• [REQUIRED WORK]: Extract every line below that contains the word "Unknown".

___ DATA IN THIS EXERCISE

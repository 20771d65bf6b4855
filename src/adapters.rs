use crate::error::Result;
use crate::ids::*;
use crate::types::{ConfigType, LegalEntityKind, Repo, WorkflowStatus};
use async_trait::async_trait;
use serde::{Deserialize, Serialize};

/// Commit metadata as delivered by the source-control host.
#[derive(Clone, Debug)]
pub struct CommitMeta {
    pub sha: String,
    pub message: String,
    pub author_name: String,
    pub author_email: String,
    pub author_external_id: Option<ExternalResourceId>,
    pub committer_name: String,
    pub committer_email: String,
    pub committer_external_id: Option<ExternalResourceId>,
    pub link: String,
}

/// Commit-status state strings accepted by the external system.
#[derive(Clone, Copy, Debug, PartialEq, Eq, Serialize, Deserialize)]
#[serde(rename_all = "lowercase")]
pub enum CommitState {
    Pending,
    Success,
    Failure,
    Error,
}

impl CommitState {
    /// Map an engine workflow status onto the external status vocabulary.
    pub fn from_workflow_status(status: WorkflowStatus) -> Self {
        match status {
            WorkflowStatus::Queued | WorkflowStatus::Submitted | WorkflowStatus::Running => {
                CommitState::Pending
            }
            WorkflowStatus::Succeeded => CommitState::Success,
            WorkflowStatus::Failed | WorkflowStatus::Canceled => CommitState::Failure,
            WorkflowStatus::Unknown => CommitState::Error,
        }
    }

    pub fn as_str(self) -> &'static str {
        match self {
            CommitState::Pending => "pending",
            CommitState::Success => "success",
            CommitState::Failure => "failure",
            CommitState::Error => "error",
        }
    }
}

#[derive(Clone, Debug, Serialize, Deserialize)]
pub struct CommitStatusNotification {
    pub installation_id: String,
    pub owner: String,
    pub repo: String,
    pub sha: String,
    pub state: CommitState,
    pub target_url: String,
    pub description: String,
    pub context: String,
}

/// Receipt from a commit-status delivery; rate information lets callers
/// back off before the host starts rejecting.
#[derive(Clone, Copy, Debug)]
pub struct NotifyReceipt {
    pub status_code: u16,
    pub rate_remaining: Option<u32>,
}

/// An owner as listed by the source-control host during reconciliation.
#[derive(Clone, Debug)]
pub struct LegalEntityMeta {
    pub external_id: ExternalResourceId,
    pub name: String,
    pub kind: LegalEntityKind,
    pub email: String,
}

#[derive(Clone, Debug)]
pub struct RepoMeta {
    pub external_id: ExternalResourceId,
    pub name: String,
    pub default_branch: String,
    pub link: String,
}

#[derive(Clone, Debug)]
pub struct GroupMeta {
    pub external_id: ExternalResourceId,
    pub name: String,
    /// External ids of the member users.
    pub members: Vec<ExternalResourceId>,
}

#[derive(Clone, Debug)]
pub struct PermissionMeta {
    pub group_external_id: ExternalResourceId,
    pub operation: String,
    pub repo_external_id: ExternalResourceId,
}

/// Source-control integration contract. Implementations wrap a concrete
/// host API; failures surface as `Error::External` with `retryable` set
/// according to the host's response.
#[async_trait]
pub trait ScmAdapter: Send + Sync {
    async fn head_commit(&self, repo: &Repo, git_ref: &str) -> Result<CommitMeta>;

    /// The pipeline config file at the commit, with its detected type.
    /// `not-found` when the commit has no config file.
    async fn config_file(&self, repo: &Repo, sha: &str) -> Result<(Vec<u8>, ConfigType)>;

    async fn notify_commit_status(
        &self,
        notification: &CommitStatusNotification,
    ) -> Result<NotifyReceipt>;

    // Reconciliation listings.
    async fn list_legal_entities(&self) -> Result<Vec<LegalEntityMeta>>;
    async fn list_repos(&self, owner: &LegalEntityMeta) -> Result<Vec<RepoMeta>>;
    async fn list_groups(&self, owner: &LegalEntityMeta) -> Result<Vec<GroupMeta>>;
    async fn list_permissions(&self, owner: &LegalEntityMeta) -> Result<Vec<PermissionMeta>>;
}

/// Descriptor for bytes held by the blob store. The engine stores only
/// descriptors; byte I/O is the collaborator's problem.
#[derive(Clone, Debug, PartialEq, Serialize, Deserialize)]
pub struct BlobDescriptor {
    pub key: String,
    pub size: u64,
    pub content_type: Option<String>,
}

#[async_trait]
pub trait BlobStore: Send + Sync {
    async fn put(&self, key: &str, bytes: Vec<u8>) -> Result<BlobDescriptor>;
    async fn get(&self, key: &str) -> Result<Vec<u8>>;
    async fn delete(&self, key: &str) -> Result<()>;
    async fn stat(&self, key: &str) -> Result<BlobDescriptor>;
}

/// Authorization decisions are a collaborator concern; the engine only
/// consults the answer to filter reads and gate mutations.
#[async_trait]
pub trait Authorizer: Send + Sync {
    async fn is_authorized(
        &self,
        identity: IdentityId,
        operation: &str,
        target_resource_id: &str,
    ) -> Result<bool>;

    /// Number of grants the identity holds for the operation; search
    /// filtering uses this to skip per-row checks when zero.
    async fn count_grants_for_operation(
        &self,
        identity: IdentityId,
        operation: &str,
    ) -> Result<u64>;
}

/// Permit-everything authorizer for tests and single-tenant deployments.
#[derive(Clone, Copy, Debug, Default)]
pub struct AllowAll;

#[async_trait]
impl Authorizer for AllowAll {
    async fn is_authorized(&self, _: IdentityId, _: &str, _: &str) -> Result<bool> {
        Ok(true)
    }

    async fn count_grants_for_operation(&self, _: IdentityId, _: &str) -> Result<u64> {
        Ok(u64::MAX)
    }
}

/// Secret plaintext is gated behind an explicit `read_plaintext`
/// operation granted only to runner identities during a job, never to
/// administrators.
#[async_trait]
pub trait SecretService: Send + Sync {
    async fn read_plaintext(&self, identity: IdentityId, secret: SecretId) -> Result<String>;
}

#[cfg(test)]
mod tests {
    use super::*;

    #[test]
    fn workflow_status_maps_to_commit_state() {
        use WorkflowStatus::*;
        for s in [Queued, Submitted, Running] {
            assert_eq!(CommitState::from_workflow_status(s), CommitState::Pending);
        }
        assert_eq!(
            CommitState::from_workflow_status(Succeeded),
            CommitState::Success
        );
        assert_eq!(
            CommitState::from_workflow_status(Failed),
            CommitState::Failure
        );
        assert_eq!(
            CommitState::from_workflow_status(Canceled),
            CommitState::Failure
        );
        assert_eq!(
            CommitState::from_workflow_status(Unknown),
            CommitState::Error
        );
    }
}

______
___ DATA IN THIS EXERCISE

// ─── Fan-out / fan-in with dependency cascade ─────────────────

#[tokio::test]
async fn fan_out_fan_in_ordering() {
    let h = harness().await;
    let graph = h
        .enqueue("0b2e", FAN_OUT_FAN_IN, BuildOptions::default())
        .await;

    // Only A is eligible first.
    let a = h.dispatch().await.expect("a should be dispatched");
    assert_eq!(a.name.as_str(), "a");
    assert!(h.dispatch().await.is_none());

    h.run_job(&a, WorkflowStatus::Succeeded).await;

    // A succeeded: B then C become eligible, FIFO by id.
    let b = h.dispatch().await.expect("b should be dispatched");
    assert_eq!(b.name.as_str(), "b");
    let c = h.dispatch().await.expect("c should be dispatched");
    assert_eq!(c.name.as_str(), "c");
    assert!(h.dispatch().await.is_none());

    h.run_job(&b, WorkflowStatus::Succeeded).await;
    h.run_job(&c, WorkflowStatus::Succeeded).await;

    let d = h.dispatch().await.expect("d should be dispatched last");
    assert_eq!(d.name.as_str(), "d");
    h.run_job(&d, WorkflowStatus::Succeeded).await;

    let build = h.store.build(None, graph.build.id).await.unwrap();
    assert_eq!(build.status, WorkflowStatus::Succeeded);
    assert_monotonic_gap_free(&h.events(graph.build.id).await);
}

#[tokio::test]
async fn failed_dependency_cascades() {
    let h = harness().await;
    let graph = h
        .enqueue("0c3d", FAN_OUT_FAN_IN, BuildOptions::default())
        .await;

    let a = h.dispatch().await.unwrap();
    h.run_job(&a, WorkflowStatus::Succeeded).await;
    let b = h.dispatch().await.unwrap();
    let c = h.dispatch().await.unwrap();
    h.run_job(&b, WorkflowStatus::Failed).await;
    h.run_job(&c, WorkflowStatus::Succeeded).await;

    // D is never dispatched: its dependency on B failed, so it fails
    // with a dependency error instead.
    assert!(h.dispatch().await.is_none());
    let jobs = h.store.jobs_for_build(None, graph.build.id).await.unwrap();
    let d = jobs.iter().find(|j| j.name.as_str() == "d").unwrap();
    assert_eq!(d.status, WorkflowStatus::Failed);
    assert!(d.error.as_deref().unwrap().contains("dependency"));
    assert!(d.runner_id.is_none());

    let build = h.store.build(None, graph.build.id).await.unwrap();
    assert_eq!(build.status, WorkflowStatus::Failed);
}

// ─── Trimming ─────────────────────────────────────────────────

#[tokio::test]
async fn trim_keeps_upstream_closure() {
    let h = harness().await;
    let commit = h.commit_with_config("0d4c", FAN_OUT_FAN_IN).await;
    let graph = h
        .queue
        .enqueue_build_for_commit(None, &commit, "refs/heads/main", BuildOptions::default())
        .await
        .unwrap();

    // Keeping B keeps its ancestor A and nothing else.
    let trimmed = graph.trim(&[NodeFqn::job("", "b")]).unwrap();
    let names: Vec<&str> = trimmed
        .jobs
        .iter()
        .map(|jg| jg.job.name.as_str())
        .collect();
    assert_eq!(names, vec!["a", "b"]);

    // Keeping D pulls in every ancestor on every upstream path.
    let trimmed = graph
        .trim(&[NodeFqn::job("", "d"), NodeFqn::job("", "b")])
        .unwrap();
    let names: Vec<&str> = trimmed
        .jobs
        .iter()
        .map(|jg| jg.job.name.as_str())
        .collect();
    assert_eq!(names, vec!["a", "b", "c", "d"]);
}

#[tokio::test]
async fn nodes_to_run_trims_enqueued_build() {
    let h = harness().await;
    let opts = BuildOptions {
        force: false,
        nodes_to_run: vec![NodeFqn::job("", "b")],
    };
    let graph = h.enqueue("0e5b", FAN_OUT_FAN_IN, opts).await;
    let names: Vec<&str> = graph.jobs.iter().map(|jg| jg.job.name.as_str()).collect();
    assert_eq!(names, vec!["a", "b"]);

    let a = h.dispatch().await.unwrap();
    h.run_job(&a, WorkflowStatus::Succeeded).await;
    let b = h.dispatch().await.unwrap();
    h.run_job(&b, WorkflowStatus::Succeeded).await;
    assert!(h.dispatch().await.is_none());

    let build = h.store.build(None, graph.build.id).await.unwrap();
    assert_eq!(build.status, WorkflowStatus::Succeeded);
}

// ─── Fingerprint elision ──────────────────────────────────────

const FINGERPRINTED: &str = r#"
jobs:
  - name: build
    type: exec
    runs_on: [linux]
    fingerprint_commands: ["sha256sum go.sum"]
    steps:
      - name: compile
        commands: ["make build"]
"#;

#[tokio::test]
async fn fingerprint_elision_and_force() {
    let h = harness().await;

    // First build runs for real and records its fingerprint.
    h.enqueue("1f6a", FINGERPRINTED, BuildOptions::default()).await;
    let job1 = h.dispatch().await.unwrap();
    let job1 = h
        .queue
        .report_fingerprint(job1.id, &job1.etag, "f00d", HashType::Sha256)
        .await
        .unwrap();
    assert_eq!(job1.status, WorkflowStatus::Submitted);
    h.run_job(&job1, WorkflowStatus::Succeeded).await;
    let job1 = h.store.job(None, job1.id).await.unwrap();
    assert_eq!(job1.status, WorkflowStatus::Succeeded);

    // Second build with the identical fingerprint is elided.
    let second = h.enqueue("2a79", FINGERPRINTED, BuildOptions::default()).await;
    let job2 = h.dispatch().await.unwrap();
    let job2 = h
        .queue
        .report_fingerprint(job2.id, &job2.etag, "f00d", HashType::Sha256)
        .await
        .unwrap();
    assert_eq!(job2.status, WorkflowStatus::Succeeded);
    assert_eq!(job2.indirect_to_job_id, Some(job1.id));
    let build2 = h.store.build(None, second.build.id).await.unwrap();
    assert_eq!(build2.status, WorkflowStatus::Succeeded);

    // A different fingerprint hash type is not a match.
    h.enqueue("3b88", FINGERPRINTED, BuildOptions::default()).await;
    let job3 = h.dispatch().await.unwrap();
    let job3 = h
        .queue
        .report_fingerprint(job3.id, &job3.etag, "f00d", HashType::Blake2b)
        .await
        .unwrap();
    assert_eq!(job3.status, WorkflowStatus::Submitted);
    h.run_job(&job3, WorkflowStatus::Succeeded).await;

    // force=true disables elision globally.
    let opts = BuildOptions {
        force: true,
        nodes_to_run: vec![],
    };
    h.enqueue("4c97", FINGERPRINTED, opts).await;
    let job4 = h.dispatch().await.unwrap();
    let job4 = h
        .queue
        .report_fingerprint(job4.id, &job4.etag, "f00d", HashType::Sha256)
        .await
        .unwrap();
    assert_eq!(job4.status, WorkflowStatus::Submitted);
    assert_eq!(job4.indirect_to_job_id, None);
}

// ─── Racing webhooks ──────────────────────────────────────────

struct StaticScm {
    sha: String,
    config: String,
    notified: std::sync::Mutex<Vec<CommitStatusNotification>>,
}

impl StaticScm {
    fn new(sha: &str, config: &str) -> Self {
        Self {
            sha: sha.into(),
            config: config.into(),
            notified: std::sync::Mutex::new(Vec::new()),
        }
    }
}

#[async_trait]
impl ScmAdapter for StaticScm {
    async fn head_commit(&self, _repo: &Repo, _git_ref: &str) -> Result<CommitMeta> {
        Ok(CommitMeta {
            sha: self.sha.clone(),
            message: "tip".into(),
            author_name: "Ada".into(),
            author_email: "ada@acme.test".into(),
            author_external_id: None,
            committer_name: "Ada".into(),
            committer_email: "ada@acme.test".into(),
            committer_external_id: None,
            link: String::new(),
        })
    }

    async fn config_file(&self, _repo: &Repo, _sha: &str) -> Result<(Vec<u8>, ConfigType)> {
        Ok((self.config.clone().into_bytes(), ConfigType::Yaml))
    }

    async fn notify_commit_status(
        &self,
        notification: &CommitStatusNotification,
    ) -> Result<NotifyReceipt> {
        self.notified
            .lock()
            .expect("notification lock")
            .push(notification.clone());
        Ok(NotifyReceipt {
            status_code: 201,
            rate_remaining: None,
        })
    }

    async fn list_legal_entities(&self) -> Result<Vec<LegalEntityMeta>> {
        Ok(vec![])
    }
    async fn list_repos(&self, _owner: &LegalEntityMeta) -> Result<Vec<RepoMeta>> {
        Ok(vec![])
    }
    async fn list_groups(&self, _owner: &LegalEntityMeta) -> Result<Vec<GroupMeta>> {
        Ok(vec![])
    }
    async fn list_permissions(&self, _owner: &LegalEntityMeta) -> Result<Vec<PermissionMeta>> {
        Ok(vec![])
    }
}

______
___ DATA IN THIS EXERCISE

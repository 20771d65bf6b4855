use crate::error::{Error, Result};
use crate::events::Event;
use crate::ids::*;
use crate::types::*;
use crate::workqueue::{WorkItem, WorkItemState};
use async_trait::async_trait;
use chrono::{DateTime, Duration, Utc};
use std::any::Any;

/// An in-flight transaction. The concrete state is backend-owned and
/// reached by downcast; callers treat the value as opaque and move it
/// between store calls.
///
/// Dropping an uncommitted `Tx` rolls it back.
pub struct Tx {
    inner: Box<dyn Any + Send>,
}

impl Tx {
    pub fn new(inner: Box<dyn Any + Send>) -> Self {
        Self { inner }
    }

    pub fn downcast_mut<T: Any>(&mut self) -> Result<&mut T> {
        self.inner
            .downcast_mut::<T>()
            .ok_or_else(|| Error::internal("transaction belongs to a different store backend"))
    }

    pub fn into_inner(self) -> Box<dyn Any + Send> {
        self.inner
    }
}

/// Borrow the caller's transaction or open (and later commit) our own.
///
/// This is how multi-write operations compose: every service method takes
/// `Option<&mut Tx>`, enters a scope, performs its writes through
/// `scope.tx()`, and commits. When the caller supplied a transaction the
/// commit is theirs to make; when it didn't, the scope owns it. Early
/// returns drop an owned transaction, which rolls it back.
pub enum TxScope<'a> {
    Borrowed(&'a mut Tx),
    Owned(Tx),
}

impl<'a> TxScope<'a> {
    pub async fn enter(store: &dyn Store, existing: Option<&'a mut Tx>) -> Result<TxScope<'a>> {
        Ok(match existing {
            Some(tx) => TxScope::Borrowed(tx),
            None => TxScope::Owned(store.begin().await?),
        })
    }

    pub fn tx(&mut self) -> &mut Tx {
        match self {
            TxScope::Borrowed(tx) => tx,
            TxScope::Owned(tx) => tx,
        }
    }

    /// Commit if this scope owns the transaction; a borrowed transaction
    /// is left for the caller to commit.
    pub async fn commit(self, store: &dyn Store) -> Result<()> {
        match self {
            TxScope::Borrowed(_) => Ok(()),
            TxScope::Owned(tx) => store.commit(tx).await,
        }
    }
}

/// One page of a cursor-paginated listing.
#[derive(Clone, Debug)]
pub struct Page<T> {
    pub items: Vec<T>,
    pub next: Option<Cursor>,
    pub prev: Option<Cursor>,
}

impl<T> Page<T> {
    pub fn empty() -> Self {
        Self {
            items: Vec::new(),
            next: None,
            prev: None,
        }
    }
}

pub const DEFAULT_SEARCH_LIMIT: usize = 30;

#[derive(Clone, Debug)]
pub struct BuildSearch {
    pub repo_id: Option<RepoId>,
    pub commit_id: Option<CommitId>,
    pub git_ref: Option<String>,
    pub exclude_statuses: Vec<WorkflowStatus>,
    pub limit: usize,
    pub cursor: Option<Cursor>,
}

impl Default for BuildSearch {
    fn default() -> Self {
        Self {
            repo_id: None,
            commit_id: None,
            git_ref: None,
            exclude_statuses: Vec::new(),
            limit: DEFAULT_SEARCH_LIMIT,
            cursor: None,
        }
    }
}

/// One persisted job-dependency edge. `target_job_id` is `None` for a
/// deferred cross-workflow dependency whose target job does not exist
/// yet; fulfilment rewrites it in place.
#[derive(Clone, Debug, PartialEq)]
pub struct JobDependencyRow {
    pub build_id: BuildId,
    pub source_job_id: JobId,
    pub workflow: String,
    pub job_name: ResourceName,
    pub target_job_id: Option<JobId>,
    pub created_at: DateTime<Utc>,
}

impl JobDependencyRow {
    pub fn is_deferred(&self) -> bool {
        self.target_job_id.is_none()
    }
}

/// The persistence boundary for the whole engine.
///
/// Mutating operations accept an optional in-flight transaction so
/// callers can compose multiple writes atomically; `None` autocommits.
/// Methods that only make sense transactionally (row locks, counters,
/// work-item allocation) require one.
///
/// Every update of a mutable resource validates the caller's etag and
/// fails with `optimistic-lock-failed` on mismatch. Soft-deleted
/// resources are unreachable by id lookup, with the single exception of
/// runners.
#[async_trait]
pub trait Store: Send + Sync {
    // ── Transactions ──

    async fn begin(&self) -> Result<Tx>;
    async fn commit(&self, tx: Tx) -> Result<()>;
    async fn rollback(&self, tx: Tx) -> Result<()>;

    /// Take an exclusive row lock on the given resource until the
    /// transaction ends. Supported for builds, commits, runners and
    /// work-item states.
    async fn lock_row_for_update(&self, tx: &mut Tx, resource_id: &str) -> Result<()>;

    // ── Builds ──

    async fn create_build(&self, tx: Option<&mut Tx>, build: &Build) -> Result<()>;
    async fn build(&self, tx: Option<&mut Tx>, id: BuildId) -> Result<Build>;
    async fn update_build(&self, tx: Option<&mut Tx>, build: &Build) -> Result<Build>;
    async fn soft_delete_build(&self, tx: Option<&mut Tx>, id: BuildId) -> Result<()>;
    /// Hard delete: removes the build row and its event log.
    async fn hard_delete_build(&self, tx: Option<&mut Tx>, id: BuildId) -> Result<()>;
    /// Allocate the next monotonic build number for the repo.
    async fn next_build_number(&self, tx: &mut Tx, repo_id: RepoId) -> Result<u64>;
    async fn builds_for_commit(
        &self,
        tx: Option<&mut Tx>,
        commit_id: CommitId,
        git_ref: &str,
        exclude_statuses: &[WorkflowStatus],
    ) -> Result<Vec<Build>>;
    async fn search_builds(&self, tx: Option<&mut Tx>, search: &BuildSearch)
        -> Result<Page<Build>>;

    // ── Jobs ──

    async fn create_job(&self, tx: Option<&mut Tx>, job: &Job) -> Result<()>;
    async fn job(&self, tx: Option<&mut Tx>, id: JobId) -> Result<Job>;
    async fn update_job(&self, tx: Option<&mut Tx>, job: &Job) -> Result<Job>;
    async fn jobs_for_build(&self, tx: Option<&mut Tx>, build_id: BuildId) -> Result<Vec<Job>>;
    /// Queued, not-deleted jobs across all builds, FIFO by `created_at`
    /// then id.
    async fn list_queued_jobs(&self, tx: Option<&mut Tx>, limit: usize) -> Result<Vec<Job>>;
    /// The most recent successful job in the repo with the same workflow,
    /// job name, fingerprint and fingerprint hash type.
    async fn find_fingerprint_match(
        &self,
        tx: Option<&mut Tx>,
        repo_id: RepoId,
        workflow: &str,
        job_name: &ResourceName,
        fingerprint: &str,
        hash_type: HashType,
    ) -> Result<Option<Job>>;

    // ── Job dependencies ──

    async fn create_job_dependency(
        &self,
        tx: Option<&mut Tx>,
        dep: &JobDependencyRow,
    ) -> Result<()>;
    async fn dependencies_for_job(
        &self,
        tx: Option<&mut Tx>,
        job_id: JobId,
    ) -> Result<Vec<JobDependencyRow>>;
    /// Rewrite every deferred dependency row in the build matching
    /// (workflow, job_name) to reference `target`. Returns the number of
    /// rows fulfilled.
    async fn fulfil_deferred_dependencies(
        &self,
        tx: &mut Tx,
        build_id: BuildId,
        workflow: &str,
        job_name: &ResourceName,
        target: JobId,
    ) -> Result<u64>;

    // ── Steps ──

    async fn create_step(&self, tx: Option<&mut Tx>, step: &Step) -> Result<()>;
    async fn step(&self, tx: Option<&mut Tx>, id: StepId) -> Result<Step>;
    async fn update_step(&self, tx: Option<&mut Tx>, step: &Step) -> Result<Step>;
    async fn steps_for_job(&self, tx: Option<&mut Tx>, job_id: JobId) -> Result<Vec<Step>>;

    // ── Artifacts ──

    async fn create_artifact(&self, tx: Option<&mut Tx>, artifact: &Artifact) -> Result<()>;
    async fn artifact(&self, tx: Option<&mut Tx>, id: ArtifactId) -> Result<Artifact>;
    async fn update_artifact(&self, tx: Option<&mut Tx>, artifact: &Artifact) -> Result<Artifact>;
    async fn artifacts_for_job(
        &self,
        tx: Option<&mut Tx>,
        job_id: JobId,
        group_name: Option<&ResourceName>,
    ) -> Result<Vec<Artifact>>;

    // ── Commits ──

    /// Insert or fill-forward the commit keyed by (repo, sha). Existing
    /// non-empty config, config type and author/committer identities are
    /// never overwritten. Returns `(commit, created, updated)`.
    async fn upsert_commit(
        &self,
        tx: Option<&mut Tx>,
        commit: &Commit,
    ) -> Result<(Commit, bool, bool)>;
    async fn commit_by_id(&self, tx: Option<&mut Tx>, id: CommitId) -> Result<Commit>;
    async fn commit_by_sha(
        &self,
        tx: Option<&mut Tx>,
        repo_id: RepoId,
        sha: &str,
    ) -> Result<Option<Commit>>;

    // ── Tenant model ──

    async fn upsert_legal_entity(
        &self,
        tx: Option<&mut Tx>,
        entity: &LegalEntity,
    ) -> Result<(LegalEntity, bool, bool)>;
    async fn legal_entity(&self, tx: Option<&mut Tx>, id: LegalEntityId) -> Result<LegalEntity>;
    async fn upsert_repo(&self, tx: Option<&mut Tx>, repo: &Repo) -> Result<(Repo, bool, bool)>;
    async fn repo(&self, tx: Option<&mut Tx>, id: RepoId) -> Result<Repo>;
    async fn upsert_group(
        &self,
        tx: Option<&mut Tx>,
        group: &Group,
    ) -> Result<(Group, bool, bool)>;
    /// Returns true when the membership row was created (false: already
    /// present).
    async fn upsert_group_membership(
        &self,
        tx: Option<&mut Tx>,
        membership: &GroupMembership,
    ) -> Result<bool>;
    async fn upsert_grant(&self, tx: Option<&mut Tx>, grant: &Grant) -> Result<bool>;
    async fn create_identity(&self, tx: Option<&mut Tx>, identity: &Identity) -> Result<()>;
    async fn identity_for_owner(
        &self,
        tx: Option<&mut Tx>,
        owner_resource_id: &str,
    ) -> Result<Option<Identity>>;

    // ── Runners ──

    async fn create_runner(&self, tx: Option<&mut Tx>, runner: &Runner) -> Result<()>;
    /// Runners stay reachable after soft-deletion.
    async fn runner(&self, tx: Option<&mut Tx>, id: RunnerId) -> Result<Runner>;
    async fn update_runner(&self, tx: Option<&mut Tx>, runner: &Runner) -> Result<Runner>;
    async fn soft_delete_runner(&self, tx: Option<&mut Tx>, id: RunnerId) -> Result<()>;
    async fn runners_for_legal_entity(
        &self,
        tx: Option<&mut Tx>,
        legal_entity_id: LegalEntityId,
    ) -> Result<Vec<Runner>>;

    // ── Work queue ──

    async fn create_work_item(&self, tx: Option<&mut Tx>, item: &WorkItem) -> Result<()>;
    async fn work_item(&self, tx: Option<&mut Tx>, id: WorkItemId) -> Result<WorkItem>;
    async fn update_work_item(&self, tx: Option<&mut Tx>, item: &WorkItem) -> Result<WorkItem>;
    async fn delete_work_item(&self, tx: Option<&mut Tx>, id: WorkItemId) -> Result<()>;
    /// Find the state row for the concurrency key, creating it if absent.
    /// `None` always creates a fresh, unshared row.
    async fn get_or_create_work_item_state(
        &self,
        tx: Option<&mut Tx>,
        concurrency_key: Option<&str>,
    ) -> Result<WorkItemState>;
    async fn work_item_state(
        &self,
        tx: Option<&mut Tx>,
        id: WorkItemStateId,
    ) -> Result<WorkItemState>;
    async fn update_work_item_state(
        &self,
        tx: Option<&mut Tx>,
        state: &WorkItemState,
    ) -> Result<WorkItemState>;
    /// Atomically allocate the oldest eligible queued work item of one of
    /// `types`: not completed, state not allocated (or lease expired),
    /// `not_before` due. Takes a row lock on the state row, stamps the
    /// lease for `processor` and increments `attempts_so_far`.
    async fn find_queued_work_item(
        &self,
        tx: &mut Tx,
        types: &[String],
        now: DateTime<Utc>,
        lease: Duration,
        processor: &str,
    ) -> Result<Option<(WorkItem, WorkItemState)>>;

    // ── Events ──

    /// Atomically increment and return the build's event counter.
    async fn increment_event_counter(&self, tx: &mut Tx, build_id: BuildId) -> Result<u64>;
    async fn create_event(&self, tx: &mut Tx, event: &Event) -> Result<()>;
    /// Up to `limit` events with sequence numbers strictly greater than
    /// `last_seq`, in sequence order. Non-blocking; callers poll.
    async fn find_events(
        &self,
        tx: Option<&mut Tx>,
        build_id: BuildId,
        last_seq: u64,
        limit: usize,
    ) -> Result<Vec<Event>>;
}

______

• [ANSWER SECTION]:
            WorkflowStatus::Unknown => CommitState::Error,
            CommitState::from_workflow_status(Unknown),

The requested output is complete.